● **About this task**: Of the entries below, copy only those lines that contain the word "Result".

[Stored data]
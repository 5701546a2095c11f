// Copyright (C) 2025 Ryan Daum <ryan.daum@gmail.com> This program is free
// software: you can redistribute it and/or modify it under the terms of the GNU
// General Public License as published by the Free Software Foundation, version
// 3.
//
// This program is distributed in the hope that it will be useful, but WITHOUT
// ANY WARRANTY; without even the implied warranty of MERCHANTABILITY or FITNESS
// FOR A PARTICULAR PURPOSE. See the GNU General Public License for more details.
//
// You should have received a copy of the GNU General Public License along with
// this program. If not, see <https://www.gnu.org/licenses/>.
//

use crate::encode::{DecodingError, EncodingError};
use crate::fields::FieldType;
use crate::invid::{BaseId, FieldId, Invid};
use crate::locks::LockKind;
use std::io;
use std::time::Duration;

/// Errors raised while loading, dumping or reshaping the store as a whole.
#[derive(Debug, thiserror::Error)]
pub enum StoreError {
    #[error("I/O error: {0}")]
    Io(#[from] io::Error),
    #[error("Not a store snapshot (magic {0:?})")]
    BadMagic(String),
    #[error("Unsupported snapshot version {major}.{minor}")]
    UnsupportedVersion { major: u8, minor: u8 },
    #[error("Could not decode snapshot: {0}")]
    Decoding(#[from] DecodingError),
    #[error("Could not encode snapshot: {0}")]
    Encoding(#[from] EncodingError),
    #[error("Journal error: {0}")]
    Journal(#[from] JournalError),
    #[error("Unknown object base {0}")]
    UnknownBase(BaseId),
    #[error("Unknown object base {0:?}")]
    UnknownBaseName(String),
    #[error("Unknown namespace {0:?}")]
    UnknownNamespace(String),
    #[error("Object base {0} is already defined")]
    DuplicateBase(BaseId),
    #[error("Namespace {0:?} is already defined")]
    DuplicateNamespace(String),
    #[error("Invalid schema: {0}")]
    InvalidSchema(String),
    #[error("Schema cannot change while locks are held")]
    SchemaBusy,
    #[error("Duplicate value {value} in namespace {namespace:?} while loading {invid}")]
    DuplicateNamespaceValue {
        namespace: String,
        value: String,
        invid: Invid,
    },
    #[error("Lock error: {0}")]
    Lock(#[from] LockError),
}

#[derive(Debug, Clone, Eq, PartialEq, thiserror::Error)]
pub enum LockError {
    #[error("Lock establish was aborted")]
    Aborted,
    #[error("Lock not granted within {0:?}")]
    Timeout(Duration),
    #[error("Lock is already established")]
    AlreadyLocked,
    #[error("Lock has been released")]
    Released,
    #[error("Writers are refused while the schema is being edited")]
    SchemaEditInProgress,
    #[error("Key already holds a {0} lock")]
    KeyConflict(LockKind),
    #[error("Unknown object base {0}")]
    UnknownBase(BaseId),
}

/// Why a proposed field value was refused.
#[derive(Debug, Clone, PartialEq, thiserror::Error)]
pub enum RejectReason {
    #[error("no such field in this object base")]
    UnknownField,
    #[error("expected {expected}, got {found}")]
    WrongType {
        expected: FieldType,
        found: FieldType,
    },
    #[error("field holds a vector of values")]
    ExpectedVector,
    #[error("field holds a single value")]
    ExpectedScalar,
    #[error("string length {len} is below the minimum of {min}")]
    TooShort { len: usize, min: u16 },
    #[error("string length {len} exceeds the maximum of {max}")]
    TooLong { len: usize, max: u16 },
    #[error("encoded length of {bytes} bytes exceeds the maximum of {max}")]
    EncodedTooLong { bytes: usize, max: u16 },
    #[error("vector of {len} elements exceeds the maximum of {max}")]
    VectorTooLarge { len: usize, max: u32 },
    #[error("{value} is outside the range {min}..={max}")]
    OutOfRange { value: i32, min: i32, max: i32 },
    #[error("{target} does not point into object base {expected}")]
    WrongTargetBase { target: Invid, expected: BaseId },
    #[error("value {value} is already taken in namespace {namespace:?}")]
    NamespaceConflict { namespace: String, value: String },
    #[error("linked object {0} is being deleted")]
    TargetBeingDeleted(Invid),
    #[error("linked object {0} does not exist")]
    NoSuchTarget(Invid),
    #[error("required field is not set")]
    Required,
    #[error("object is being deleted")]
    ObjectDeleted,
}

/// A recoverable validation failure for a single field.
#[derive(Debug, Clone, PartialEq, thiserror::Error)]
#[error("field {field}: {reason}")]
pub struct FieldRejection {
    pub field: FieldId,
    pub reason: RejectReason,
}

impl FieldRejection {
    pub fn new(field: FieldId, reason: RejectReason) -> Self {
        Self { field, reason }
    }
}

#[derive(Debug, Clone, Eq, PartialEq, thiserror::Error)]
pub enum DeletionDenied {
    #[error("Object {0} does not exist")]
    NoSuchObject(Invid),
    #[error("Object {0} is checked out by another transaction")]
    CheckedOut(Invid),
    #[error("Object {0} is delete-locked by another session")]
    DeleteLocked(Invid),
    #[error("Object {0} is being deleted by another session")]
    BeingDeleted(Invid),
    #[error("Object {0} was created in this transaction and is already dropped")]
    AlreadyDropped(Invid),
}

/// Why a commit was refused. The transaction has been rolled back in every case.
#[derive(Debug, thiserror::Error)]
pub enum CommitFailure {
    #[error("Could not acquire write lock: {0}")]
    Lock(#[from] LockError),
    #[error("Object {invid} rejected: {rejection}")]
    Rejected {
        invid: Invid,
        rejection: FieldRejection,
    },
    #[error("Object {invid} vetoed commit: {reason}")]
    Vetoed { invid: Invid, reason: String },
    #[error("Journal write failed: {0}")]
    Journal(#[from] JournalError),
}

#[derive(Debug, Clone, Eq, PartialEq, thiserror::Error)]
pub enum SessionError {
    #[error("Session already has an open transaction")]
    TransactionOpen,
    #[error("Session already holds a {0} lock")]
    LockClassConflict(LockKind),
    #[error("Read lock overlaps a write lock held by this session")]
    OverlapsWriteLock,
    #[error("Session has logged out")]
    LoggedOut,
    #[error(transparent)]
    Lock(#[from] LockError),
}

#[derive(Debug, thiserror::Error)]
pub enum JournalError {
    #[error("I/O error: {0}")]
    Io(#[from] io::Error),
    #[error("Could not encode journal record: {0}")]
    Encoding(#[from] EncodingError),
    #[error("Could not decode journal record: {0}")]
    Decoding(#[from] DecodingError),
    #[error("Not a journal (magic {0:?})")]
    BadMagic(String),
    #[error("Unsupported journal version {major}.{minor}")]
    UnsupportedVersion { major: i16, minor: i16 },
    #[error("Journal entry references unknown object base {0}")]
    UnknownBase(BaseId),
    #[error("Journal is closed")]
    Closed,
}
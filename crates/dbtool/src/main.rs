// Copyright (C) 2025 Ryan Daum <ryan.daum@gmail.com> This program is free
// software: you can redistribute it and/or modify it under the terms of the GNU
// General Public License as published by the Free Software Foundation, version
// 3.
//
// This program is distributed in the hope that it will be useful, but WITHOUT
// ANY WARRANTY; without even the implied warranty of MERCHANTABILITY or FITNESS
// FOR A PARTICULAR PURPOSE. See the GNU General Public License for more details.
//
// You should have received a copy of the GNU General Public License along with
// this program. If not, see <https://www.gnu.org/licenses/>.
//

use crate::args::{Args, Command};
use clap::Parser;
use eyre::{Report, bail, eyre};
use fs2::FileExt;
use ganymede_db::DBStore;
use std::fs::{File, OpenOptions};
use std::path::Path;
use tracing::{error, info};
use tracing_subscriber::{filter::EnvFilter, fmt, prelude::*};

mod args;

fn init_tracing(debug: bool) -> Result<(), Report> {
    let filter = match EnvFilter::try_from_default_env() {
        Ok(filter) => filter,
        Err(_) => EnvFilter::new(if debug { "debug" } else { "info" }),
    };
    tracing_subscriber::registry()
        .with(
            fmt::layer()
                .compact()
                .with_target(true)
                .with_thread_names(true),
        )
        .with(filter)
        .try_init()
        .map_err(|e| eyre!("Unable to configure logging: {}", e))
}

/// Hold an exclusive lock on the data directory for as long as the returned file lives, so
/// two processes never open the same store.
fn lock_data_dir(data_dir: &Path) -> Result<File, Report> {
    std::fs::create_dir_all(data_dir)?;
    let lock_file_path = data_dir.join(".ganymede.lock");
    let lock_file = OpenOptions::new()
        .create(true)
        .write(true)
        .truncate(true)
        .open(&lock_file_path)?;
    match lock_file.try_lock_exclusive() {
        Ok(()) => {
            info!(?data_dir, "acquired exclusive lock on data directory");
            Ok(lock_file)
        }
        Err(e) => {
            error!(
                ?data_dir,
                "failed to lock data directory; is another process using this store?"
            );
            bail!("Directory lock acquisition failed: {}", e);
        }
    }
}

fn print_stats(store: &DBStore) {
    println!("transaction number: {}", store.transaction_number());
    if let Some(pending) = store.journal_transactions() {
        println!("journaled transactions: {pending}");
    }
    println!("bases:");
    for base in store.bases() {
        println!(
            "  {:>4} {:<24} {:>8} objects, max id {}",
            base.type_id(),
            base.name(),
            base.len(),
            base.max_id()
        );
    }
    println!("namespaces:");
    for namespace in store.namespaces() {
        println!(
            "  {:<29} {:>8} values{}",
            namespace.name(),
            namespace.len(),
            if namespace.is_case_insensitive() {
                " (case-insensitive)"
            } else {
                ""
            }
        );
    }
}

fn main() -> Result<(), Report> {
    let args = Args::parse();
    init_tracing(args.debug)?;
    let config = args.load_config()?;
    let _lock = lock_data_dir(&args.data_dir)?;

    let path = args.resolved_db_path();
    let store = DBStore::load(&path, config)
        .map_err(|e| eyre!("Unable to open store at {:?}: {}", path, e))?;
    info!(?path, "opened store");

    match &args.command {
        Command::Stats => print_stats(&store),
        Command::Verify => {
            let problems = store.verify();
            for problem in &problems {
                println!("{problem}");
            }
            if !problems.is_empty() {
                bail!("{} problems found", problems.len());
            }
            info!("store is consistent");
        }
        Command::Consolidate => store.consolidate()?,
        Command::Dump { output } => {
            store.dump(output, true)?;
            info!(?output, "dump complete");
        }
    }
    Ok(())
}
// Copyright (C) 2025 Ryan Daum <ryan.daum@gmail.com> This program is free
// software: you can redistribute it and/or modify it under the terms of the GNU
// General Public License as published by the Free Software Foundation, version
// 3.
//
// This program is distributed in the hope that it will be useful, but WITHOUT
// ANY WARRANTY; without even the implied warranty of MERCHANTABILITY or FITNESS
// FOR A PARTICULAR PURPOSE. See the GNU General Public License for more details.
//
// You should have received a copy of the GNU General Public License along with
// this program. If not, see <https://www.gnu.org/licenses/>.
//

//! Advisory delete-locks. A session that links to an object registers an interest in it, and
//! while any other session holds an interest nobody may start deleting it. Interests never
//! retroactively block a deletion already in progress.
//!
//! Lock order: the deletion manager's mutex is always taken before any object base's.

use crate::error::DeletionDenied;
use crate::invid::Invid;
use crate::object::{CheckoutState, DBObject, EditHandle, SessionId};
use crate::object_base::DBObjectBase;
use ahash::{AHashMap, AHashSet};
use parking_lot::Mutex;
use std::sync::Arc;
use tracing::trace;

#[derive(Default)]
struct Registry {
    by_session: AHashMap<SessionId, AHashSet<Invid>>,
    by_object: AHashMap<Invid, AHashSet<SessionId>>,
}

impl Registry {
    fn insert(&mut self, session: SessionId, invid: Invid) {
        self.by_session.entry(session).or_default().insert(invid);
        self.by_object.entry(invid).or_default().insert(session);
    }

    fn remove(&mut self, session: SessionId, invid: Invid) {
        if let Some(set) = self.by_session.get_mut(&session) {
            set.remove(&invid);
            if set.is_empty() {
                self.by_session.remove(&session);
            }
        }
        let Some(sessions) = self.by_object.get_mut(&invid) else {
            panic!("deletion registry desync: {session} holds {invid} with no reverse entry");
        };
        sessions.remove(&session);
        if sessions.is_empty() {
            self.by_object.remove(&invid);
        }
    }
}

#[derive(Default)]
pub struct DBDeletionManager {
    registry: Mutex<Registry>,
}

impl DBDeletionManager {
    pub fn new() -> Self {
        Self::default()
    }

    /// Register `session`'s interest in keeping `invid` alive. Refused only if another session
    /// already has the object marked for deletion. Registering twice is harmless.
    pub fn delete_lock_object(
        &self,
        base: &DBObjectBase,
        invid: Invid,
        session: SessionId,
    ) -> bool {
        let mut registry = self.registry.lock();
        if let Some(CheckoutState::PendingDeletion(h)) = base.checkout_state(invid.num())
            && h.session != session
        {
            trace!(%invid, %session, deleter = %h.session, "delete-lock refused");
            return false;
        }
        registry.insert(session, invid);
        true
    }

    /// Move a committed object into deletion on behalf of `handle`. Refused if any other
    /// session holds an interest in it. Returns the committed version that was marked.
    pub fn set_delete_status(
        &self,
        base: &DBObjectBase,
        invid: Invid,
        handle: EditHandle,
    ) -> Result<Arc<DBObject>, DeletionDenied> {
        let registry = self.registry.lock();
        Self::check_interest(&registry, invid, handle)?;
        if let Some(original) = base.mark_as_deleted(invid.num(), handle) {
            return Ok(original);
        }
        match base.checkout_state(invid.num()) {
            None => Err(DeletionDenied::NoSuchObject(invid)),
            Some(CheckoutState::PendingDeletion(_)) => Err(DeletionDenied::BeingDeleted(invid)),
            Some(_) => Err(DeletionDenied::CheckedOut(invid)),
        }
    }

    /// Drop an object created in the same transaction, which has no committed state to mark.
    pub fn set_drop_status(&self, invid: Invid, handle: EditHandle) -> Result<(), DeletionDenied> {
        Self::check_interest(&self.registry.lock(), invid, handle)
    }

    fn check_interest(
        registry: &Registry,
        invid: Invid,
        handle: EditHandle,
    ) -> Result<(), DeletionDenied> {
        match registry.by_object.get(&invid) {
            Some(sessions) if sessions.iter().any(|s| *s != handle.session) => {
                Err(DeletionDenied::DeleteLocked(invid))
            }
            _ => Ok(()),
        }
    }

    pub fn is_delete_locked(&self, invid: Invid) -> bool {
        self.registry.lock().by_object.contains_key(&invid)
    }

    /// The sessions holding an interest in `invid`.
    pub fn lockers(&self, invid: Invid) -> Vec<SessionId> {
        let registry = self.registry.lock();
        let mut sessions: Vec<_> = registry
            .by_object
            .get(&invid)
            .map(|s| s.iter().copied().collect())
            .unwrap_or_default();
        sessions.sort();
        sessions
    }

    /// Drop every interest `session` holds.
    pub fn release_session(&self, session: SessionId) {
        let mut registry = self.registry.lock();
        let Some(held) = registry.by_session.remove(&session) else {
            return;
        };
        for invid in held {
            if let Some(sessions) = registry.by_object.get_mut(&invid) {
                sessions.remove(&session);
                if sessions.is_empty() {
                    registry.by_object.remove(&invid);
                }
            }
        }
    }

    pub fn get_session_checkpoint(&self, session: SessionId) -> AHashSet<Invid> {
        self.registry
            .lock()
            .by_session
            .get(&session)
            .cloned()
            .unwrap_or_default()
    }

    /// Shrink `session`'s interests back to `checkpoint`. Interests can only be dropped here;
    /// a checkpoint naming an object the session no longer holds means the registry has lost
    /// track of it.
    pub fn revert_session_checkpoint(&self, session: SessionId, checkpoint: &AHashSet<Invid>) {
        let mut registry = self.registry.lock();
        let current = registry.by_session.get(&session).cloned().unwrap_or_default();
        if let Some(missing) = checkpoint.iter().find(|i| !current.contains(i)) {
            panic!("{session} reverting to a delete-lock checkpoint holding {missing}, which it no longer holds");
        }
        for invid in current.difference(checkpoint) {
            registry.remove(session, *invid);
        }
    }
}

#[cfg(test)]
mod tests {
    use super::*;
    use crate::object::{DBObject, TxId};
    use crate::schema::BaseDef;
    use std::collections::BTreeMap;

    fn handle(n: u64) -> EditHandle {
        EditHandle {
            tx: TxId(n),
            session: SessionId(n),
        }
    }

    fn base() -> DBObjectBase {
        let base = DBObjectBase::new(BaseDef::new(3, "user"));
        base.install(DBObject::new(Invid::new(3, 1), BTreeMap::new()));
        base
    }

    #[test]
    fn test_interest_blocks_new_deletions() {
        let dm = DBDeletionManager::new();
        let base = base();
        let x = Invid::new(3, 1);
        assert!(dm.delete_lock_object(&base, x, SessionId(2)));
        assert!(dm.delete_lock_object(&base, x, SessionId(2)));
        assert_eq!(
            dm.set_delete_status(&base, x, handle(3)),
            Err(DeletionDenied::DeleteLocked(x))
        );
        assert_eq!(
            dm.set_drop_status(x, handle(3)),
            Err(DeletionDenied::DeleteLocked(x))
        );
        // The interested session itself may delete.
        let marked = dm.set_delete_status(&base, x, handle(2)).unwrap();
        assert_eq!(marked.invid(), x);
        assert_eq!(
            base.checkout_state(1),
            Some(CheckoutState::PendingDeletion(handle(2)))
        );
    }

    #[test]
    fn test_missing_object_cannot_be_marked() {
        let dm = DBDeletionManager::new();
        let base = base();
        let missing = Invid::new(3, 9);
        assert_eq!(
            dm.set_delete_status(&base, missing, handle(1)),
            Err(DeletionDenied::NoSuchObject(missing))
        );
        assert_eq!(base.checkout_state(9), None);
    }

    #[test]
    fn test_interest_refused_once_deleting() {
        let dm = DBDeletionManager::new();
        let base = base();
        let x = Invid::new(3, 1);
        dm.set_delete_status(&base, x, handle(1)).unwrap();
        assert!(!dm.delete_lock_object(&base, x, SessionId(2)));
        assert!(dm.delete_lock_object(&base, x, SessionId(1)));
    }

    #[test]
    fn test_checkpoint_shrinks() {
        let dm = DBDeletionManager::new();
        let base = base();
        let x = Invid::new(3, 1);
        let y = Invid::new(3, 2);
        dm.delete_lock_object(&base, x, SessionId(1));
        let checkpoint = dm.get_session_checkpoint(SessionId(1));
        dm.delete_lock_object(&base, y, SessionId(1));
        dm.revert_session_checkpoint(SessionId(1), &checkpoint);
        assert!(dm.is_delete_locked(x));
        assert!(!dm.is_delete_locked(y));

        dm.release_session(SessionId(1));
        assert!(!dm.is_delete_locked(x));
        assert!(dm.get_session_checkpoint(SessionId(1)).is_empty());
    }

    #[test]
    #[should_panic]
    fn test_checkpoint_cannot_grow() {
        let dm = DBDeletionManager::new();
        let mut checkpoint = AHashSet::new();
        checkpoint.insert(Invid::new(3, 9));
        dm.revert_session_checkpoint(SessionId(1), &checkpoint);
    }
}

● **Written response**:
fn init_tracing(debug: bool) -> Result<(), Report> {
fn lock_data_dir(data_dir: &Path) -> Result<File, Report> {
fn main() -> Result<(), Report> {
    ) -> Result<Arc<DBObject>, DeletionDenied> {
    pub fn set_drop_status(&self, invid: Invid, handle: EditHandle) -> Result<(), DeletionDenied> {
    ) -> Result<(), DeletionDenied> {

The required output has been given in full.